# GBAtemp Movie Night



## Attacker3 (Feb 4, 2019)

Why not have a movie night every month for people to come and hang out? Could be decided by a vote on what to watch, and people can come and watch together.


----------



## Dionicio3 (Feb 4, 2019)

How would everyone watch the movie?


----------



## Attacker3 (Feb 4, 2019)

Dionicio3 said:


> How would everyone watch the movie?


Cytube maybe?


----------



## Taffy (Feb 4, 2019)

idk twitch maybe? Or would that not be legal


----------



## Dionicio3 (Feb 4, 2019)

I'm pretty sure streaming it would be illegal


----------



## Attacker3 (Feb 4, 2019)

Dionicio3 said:


> I'm pretty sure streaming it would be illegal


Why not old movies that have gone out of copyright? Or would that not be interesting?


----------



## Dionicio3 (Feb 4, 2019)

Attacker3 said:


> Why not old movies that have gone out of copyright? Or would that not be interesting?


I don't think anyone here would like to watch movies from the 60s


----------



## Attacker3 (Feb 4, 2019)

Dionicio3 said:


> I don't think anyone here would like to watch movies from the 60s


I guess


----------



## VinsCool (Feb 4, 2019)

rabb.it would work for this I guess.
Would be cool.


----------



## FAST6191 (Feb 4, 2019)

Dionicio3 said:


> I don't think anyone here would like to watch movies from the 60s


First there are plenty of awesome 60s films that anybody vaguely interested in films, modern or otherwise, should be able to happily watch. As you go older then the "only for fans of film history" type things form a greater percentage but you have to go pretty far back before they really get that way.
https://www.imdb.com/list/ls000580369/

Second the works without copyright issues are now getting new entries again. As for January this year there are works from 1923 heading into the public domain in the US. https://www.theverge.com/2018/12/31...m-jacobs-room-charleston-copyright-expiration

Anyway there are ways of simultaneously watching things online, and just transmitting timecodes/pause commands around the place.

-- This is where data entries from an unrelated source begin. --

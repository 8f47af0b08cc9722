//! Shell Execution - 외부 명령 호출 모델과 기본 실행자
//!
//! `ShellCommand`가 무엇을 어떻게 실행할지 기술하고, `Executor`가
//! tokio process로 실제 실행합니다. 0이 아닌 종료 코드는 에러가 아니라
//! `ExecResult`에 담겨 돌아오고, 편의 메서드(run/run_capture)에서만
//! `Error::CommandFailed`로 변환됩니다.

mod plugin_aware;
mod registry;

pub use plugin_aware::PluginAwareExecutor;
pub use registry::{
    global_executor_registry, CommandExecutor, ExecutorProvider, ExecutorRegistry,
};

use compass_foundation::{Error, Result};
use std::collections::HashMap;
use std::path::PathBuf;
use std::process::Stdio;
use tokio_util::sync::CancellationToken;
use tracing::debug;

// ============================================================================
// Command Model
// ============================================================================

/// 표준 입출력 처리 방식
#[derive(Debug, Clone, Copy, PartialEq, Eq, Default)]
pub enum StdioMode {
    /// stdout/stderr 캡처 (프로그램적 소비)
    #[default]
    Capture,

    /// 부모 터미널 상속 (대화형 명령)
    Passthrough,
}

/// 실행할 외부 명령 기술
#[derive(Debug, Clone)]
pub struct ShellCommand {
    pub program: String,
    pub args: Vec<String>,
    pub cwd: Option<PathBuf>,
    pub env: HashMap<String, String>,
    pub stdio: StdioMode,
}

impl ShellCommand {
    /// 캡처 모드 명령 생성
    pub fn new(program: impl Into<String>) -> Self {
        Self {
            program: program.into(),
            args: vec![],
            cwd: None,
            env: HashMap::new(),
            stdio: StdioMode::Capture,
        }
    }

    /// 터미널 상속 모드 명령 생성
    pub fn passthrough(program: impl Into<String>) -> Self {
        Self {
            stdio: StdioMode::Passthrough,
            ..Self::new(program)
        }
    }

    /// 사용자 입력 한 줄을 프로그램 + 인자로 분해
    pub fn parse(line: &str) -> Result<Self> {
        let words = shlex::split(line)
            .ok_or_else(|| Error::InvalidInput(format!("unbalanced quoting in command: {line}")))?;
        let mut iter = words.into_iter();
        let program = iter
            .next()
            .ok_or_else(|| Error::InvalidInput("empty command line".into()))?;

        Ok(Self::new(program).with_args(iter))
    }

    pub fn with_arg(mut self, arg: impl Into<String>) -> Self {
        self.args.push(arg.into());
        self
    }

    pub fn with_args(mut self, args: impl IntoIterator<Item = impl Into<String>>) -> Self {
        self.args.extend(args.into_iter().map(Into::into));
        self
    }

    pub fn with_cwd(mut self, cwd: impl Into<PathBuf>) -> Self {
        self.cwd = Some(cwd.into());
        self
    }

    pub fn with_env(mut self, key: impl Into<String>, value: impl Into<String>) -> Self {
        self.env.insert(key.into(), value.into());
        self
    }

    pub fn with_stdio(mut self, stdio: StdioMode) -> Self {
        self.stdio = stdio;
        self
    }
}

/// 명령 실행 결과
///
/// 0이 아닌 종료 코드도 정상 결과로 취급합니다. 실행 자체의 실패
/// (스폰 불가 등)만 에러입니다.
#[derive(Debug, Clone, Default)]
pub struct ExecResult {
    pub stdout: String,
    pub stderr: String,
    pub exit_code: i32,
}

impl ExecResult {
    /// 종료 코드 0 여부
    pub fn success(&self) -> bool {
        self.exit_code == 0
    }
}

/// 실행자 공통 옵션
#[derive(Debug, Clone)]
pub struct Options {
    /// 명령이 cwd를 지정하지 않을 때 쓰는 기본 작업 디렉토리
    pub cwd: Option<PathBuf>,

    /// 모든 명령에 주입되는 환경 변수
    pub env: HashMap<String, String>,

    /// 부모 프로세스 환경 상속 여부
    pub inherit_env: bool,
}

impl Default for Options {
    fn default() -> Self {
        Self {
            cwd: None,
            env: HashMap::new(),
            inherit_env: true,
        }
    }
}

// ============================================================================
// Default Executor
// ============================================================================

/// 기본 실행자 - tokio process 기반
#[derive(Debug, Clone, Default)]
pub struct Executor {
    options: Options,
}

impl Executor {
    /// 옵션으로 실행자 생성
    pub fn new(options: Options) -> Self {
        Self { options }
    }

    /// 현재 옵션 참조
    pub fn options(&self) -> &Options {
        &self.options
    }

    fn build(&self, cmd: &ShellCommand) -> tokio::process::Command {
        let mut proc = tokio::process::Command::new(&cmd.program);
        proc.args(&cmd.args);

        if !self.options.inherit_env {
            proc.env_clear();
        }
        proc.envs(&self.options.env);
        proc.envs(&cmd.env);

        if let Some(cwd) = cmd.cwd.as_ref().or(self.options.cwd.as_ref()) {
            proc.current_dir(cwd);
        }

        match cmd.stdio {
            StdioMode::Capture => {
                proc.stdout(Stdio::piped()).stderr(Stdio::piped());
            }
            StdioMode::Passthrough => {
                proc.stdout(Stdio::inherit()).stderr(Stdio::inherit());
            }
        }
        proc.stdin(Stdio::inherit());
        proc.kill_on_drop(true);
        proc
    }

    async fn run_child(&self, cmd: &ShellCommand) -> Result<ExecResult> {
        debug!(program = %cmd.program, args = ?cmd.args, "executing command");
        let output = self.build(cmd).output().await?;

        Ok(ExecResult {
            stdout: String::from_utf8_lossy(&output.stdout).into_owned(),
            stderr: String::from_utf8_lossy(&output.stderr).into_owned(),
            exit_code: output.status.code().unwrap_or(-1),
        })
    }
}

#[async_trait::async_trait]
impl CommandExecutor for Executor {
    async fn execute(&self, cmd: &ShellCommand) -> Result<ExecResult> {
        self.run_child(cmd).await
    }

    async fn execute_cancellable(
        &self,
        cmd: &ShellCommand,
        token: CancellationToken,
    ) -> Result<ExecResult> {
        tokio::select! {
            result = self.run_child(cmd) => result,
            _ = token.cancelled() => {
                debug!(program = %cmd.program, "command cancelled");
                Err(Error::Cancelled)
            }
        }
    }
}
use std::{
    io,
    net::SocketAddr,
    sync::atomic::{AtomicBool, Ordering},
    time::Duration,
};

use tokio::{
    io::{AsyncRead, AsyncWrite, AsyncWriteExt},
    select,
    sync::{Mutex, watch},
    time::timeout,
};

use crate::{
    error::SessionError,
    frame::{read_frame, write_frame},
};

pub type SessionId = u64;

type BoxedWriter = Box<dyn AsyncWrite + Send + Unpin>;

/// Server-side handle for one accepted connection.
///
/// The write half lives behind its own lock so a frame is always written as
/// one unit, even if two broadcasts ever target the session at once. The read
/// half is handed out separately as a [`SessionReader`] owned by the
/// connection's task.
pub struct Session {
    id: SessionId,
    peer: Option<SocketAddr>,
    writer: Mutex<Option<BoxedWriter>>,
    closed: AtomicBool,
    close_signal: watch::Sender<bool>,
    write_timeout: Duration,
}

impl Session {
    pub fn new<W>(id: SessionId, peer: Option<SocketAddr>, writer: W, write_timeout: Duration) -> Self
    where
        W: AsyncWrite + Send + Unpin + 'static,
    {
        let (close_signal, _) = watch::channel(false);
        let writer: BoxedWriter = Box::new(writer);
        Self {
            id,
            peer,
            writer: Mutex::new(Some(writer)),
            closed: AtomicBool::new(false),
            close_signal,
            write_timeout,
        }
    }

    /// Wraps the read half of this session's connection.
    pub fn reader<R>(&self, reader: R) -> SessionReader<R>
    where
        R: AsyncRead + Unpin,
    {
        SessionReader {
            id: self.id,
            reader,
            closed: self.close_signal.subscribe(),
        }
    }

    pub fn id(&self) -> SessionId {
        self.id
    }

    pub fn peer(&self) -> Option<SocketAddr> {
        self.peer
    }

    pub fn is_closed(&self) -> bool {
        self.closed.load(Ordering::Acquire)
    }

    /// Writes one frame to the client, giving up after the write timeout.
    pub async fn send(&self, text: &str) -> Result<(), SessionError> {
        if self.is_closed() {
            return Err(SessionError::Closed(self.id));
        }

        let mut writer = self.writer.lock().await;
        let Some(writer) = writer.as_mut() else {
            return Err(SessionError::Closed(self.id));
        };

        match timeout(self.write_timeout, write_frame(writer, text)).await {
            Ok(result) => result.map_err(SessionError::from),
            Err(_) => Err(SessionError::WriteTimeout {
                id: self.id,
                timeout: self.write_timeout,
            }),
        }
    }

    /// Closes the session.
    ///
    /// Returns `Ok(true)` for the call that actually closed it and `Ok(false)`
    /// for every later call. A pending [`SessionReader::read_next`] returns
    /// [`SessionError::Closed`] as soon as the first call starts.
    pub async fn close(&self) -> io::Result<bool> {
        if self.closed.swap(true, Ordering::AcqRel) {
            return Ok(false);
        }
        self.close_signal.send_replace(true);

        let writer = self.writer.lock().await.take();
        if let Some(mut writer) = writer {
            writer.shutdown().await?;
        }
        Ok(true)
    }
}

/// Read half of a [`Session`].
pub struct SessionReader<R> {
    id: SessionId,
    reader: R,
    closed: watch::Receiver<bool>,
}

impl<R> SessionReader<R>
where
    R: AsyncRead + Unpin,
{
    /// Waits for the next frame from the client.
    ///
    /// Any error ends the session: EOF, reset, a malformed frame, or the
    /// session being closed from elsewhere. Once closed, frames already
    /// buffered on the socket are never returned.
    pub async fn read_next(&mut self) -> Result<String, SessionError> {
        select! {
            biased;
            _ = self.closed.wait_for(|closed| *closed) => Err(SessionError::Closed(self.id)),
            frame = read_frame(&mut self.reader) => frame.map_err(SessionError::from),
        }
    }
}

#[cfg(test)]
mod tests {
    use super::*;
    use crate::{error::FrameError, frame::write_frame};

    const TIMEOUT: Duration = Duration::from_secs(1);

    #[tokio::test]
    async fn send_writes_a_frame() {
        let (writer, mut client) = tokio::io::duplex(64);
        let session = Session::new(1, None, writer, TIMEOUT);

        session.send("hola").await.expect("send");

        assert_eq!(read_frame(&mut client).await.expect("read"), "hola");
    }

    #[tokio::test]
    async fn close_is_idempotent_and_rejects_later_sends() {
        let (writer, _client) = tokio::io::duplex(64);
        let session = Session::new(7, None, writer, TIMEOUT);

        assert!(session.close().await.expect("first close"));
        assert!(!session.close().await.expect("second close"));
        assert!(session.is_closed());

        let err = session.send("late").await.unwrap_err();
        assert!(matches!(err, SessionError::Closed(7)));
    }

    #[tokio::test]
    async fn close_unblocks_pending_read() {
        let (writer, _client_reader) = tokio::io::duplex(64);
        let (reader, _client_writer) = tokio::io::duplex(64);
        let session = Session::new(3, None, writer, TIMEOUT);
        let mut reader = session.reader(reader);

        let pending = tokio::spawn(async move { reader.read_next().await });
        tokio::task::yield_now().await;
        session.close().await.expect("close");

        let result = tokio::time::timeout(TIMEOUT, pending)
            .await
            .expect("read_next should return after close")
            .expect("reader task");
        assert!(matches!(result, Err(SessionError::Closed(3))));
    }

    #[tokio::test]
    async fn closed_session_does_not_yield_buffered_frames() {
        let (writer, _client_reader) = tokio::io::duplex(64);
        let (reader, mut client_writer) = tokio::io::duplex(4096);
        let session = Session::new(6, None, writer, TIMEOUT);
        let mut reader = session.reader(reader);

        for seq in 0..50 {
            write_frame(&mut client_writer, &format!("queued-{seq}"))
                .await
                .expect("write");
        }
        session.close().await.expect("close");

        for _ in 0..50 {
            let err = reader.read_next().await.unwrap_err();
            assert!(matches!(err, SessionError::Closed(6)));
        }
    }

    #[tokio::test]
    async fn read_next_reports_eof_as_connection_closed() {
        let (writer, _client_reader) = tokio::io::duplex(64);
        let (reader, mut client_writer) = tokio::io::duplex(64);
        let session = Session::new(4, None, writer, TIMEOUT);
        let mut reader = session.reader(reader);

        write_frame(&mut client_writer, "last words").await.expect("write");
        drop(client_writer);

        assert_eq!(reader.read_next().await.expect("frame"), "last words");
        let err = reader.read_next().await.unwrap_err();
        assert!(matches!(err, SessionError::Frame(FrameError::ConnectionClosed)));
    }

    #[tokio::test]
    async fn stalled_client_times_out() {
        // The client never reads, so the duplex buffer fills before the frame is written.
        let (writer, _client) = tokio::io::duplex(8);
        let session = Session::new(5, None, writer, Duration::from_millis(50));

        let err = session
            .send("a frame that does not fit in eight bytes")
            .await
            .unwrap_err();
        assert!(matches!(err, SessionError::WriteTimeout { id: 5, .. }));
    }
}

That way any copyright issues are the viewer's, though it does mean you need people to have essentially the same version (a few seconds will not matter so much here). I don't know how popular it will be -- film watching is something of a solo activity most of the time. While we can all laugh at the ineptitude of an E3 presentation in a chat room, and have done for many years at this point, I am not sure what is gained from having a bunch of people in a chat room. Unless you mean voice and in that case *shudders*.


----------



## DinohScene (Feb 4, 2019)

I'd be up for it.
Depending on what's being showed.


----------



## arm6gaming (Feb 4, 2019)

Dionicio3 said:


> I don't think anyone here would like to watch movies from the 60s


i would like to watch old movies


----------



## Chary (Feb 5, 2019)

You could create a room in rabbit, and then share the join code in a thread. You'd then use something like Netflix or Hulu to broadcast the movie to the entire group, synchronized.


----------



## Sonic Angel Knight (Feb 5, 2019)

*Waits for anime*


----------



## arm6gaming (Feb 6, 2019)

Sonic Angel Knight said:


> *Waits for anime*


relatable


----------